# Big Als Barrie



## cichlidsnorth (Dec 2, 2009)

I dont normally crap on LFS but I have to today. I was in Big Als Barrie location today and it was brutal. I have never seen a fish room so sickly!! There were dead fish in MANY tanks and most of the rest of the fish were on there way! The quality of the african cichlids was horrible!! I will not EVER buy fish to put in my home from there. I have noticed the last few times I have been there to buy supplies that the fish room was going down hill, it is at the bottom of the hill as far as I can see now. But they just keep scooping fish out to uneducated or unsuspecting customers who have the stores trust. If u are new to fish keeping Go elsewhere to buy your new pets.
Take this thread for what u want, I dont own a fish store or sell very many fish so u can be assured Im not bashing them for my own good, just sick of seeing people trying to get into the hobby waste thier money on fish there!!


----------



## AquariAM (Jan 28, 2010)

What did you expect?
Barrie.


----------



## cichlidsnorth (Dec 2, 2009)

AquariAM said:


> What did you expect?
> Barrie.


 What kind of a post is that? I expect them to be better than that!! I dont expect hobbiest quality throughout the store but at least some what healthy fish. I simply put this post up for anyone on here who maybe new to the hobby and doesnt know any better than to buy fish that are not healthy.


----------



## snaggle (Feb 19, 2010)

I was there on Sunday, I didnt spend much time in the fish room but I didnt see many sick fish. It looked like they got a shippment not too long ago so some dead fish are to be expected, I saw 2 staff cleaning tanks, one salt water tank was taken off the system and was having a 50+% water change being done.


----------



## AquariAM (Jan 28, 2010)

cichlidsnorth said:


> What kind of a post is that? I expect them to be better than that!! I dont expect hobbiest quality throughout the store but at least some what healthy fish. I simply put this post up for anyone on here who maybe new to the hobby and doesnt know any better than to buy fish that are not healthy.


I lived in Barrie for two years and found a general lack of professionalism at the retail level most of the time.


----------



## Big Jim (Jan 7, 2010)

Sounds like the Brampton location. I only buy supplies since its close but never any live stock. Selection is not good and does not look cared for. Ive been to a few big al's and Brampton's is the worst Ive seen yet


----------



## TBemba (Jan 11, 2010)

Big Jim said:


> Sounds like the Brampton location. I only buy supplies since its close but never any live stock. Selection is not good and does not look cared for. Ive been to a few big al's and Brampton's is the worst Ive seen yet


I second that I was just there this week and it was very disappointing.


----------



## dl88dl (Mar 8, 2010)

I have been to both Brampton & Barrie BA and was not impress with both locations. Still like the Scarborough & Mississauga BA for their great selection.


----------



## ryno1974 (Dec 6, 2009)

Big Jim said:


> Sounds like the Brampton location. I only buy supplies since its close but never any live stock. Selection is not good and does not look cared for. Ive been to a few big al's and Brampton's is the worst Ive seen yet


I was there last week. AWFUL. I am from Kitchener so usually go there. I was expecting a bigger, better Big Al's but was very disappointed.
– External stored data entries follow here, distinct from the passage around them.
//! Domain types shared across the Shuttle crates.
//!
//! All path fields use `PathBuf`; never `&str` or `String` for filesystem paths.

use std::fmt;
use std::path::{Path, PathBuf};
use std::str::FromStr;

use chrono::{DateTime, Utc};
use serde::{Deserialize, Serialize};

// ---------------------------------------------------------------------------
// Newtypes
// ---------------------------------------------------------------------------

/// Process image name of a local task, e.g. `notepad++.exe`.
#[derive(Debug, Clone, PartialEq, Eq, Hash, Serialize, Deserialize)]
pub struct TaskName(pub String);

impl TaskName {
    /// Process names are compared case-insensitively.
    pub fn matches(&self, process_name: &str) -> bool {
        self.0.eq_ignore_ascii_case(process_name)
    }
}

impl fmt::Display for TaskName {
    fn fmt(&self, f: &mut fmt::Formatter<'_>) -> fmt::Result {
        self.0.fmt(f)
    }
}

impl From<String> for TaskName {
    fn from(s: String) -> Self {
        Self(s)
    }
}

impl From<&str> for TaskName {
    fn from(s: &str) -> Self {
        Self(s.to_owned())
    }
}

/// Address of a remote worker node: `host` or `host:port`.
#[derive(Debug, Clone, PartialEq, Eq, Hash, Serialize, Deserialize)]
pub struct NodeAddress(pub String);

impl NodeAddress {
    /// `http://host:port`: `default_port` applies when the address has none.
    pub fn base_url(&self, default_port: u16) -> String {
        let raw = self
            .0
            .trim()
            .trim_start_matches("http://")
            .trim_end_matches('/');
        if raw.rsplit_once(':').is_some_and(|(_, port)| port.parse::<u16>().is_ok()) {
            format!("http://{raw}")
        } else {
            format!("http://{raw}:{default_port}")
        }
    }
}

impl fmt::Display for NodeAddress {
    fn fmt(&self, f: &mut fmt::Formatter<'_>) -> fmt::Result {
        self.0.fmt(f)
    }
}

impl From<String> for NodeAddress {
    fn from(s: String) -> Self {
        Self(s)
    }
}

impl From<&str> for NodeAddress {
    fn from(s: &str) -> Self {
        Self(s.to_owned())
    }
}

// ---------------------------------------------------------------------------
// Enums
// ---------------------------------------------------------------------------

/// Which way a sync call may move content.
#[derive(Debug, Clone, Copy, PartialEq, Eq, Serialize, Deserialize, Default)]
#[serde(rename_all = "kebab-case")]
pub enum SyncDirection {
    /// Decide from timestamps: newer side wins, equal means consistent.
    #[default]
    Auto,
    ForceUpload,
    ForceDownload,
}

impl fmt::Display for SyncDirection {
    fn fmt(&self, f: &mut fmt::Formatter<'_>) -> fmt::Result {
        match self {
            SyncDirection::Auto => write!(f, "auto"),
            SyncDirection::ForceUpload => write!(f, "force-upload"),
            SyncDirection::ForceDownload => write!(f, "force-download"),
        }
    }
}

impl FromStr for SyncDirection {
    type Err = String;

    fn from_str(s: &str) -> Result<Self, Self::Err> {
        match s.to_ascii_lowercase().as_str() {
            "auto" => Ok(Self::Auto),
            "upload" | "force-upload" => Ok(Self::ForceUpload),
            "download" | "force-download" => Ok(Self::ForceDownload),
            other => Err(format!(
                "unknown sync direction '{other}'; expected: auto, upload, download"
            )),
        }
    }
}

// ---------------------------------------------------------------------------
// Domain structs
// ---------------------------------------------------------------------------

/// A file under synchronization.
///
/// Only `path` is durable; the timestamps are what the engine observed on its
/// last successful transfer in this process.
#[derive(Debug, Clone, PartialEq, Eq, Serialize, Deserialize)]
pub struct TrackedFile {
    pub path: PathBuf,
    #[serde(skip_serializing_if = "Option::is_none")]
    pub last_known_local_mtime: Option<DateTime<Utc>>,
    #[serde(skip_serializing_if = "Option::is_none")]
    pub last_known_remote_mtime: Option<DateTime<Utc>>,
}

impl TrackedFile {
    pub fn new(path: PathBuf) -> Self {
        Self {
            path,
            last_known_local_mtime: None,
            last_known_remote_mtime: None,
        }
    }

    /// Blob key for this file (its base name).
    pub fn key(&self) -> Option<String> {
        blob_key(&self.path)
    }
}

/// Input to the migration orchestrator.
#[derive(Debug, Clone, PartialEq, Eq, Serialize, Deserialize)]
pub struct MigrationRequest {
    pub task_name: TaskName,
    pub target_node: NodeAddress,
    #[serde(default)]
    pub sync_state: bool,
}

// ---------------------------------------------------------------------------
// Helpers
// ---------------------------------------------------------------------------

/// Blob keys are file base names; files in different directories with the
/// same name share one key.
pub fn blob_key(path: &Path) -> Option<String> {
    path.file_name().map(|n| n.to_string_lossy().into_owned())
}

/// `true` when `path` has one of `extensions` (compared without the dot,
/// case-insensitively). An empty allow-list admits everything.
pub fn has_allowed_extension(path: &Path, extensions: &[String]) -> bool {
    if extensions.is_empty() {
        return true;
    }
    let Some(ext) = path.extension().and_then(|e| e.to_str()) else {
        return false;
    };
    extensions
        .iter()
        .any(|allowed| allowed.trim_start_matches('.').eq_ignore_ascii_case(ext))
}

// ---------------------------------------------------------------------------
// Tests
// ---------------------------------------------------------------------------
Staff was friendly, but their fish were a disgrace.


----------



## ryno1974 (Dec 6, 2009)

Went to Big Al's Missisauga today, GREAT experience! Clean, friendly staff, not floaters, all in all a great store. 

I was looking for red belly piranha and they didnt have any, but I wasnt going to buy anyway.

Amazing the differences this chain has from store to store.


----------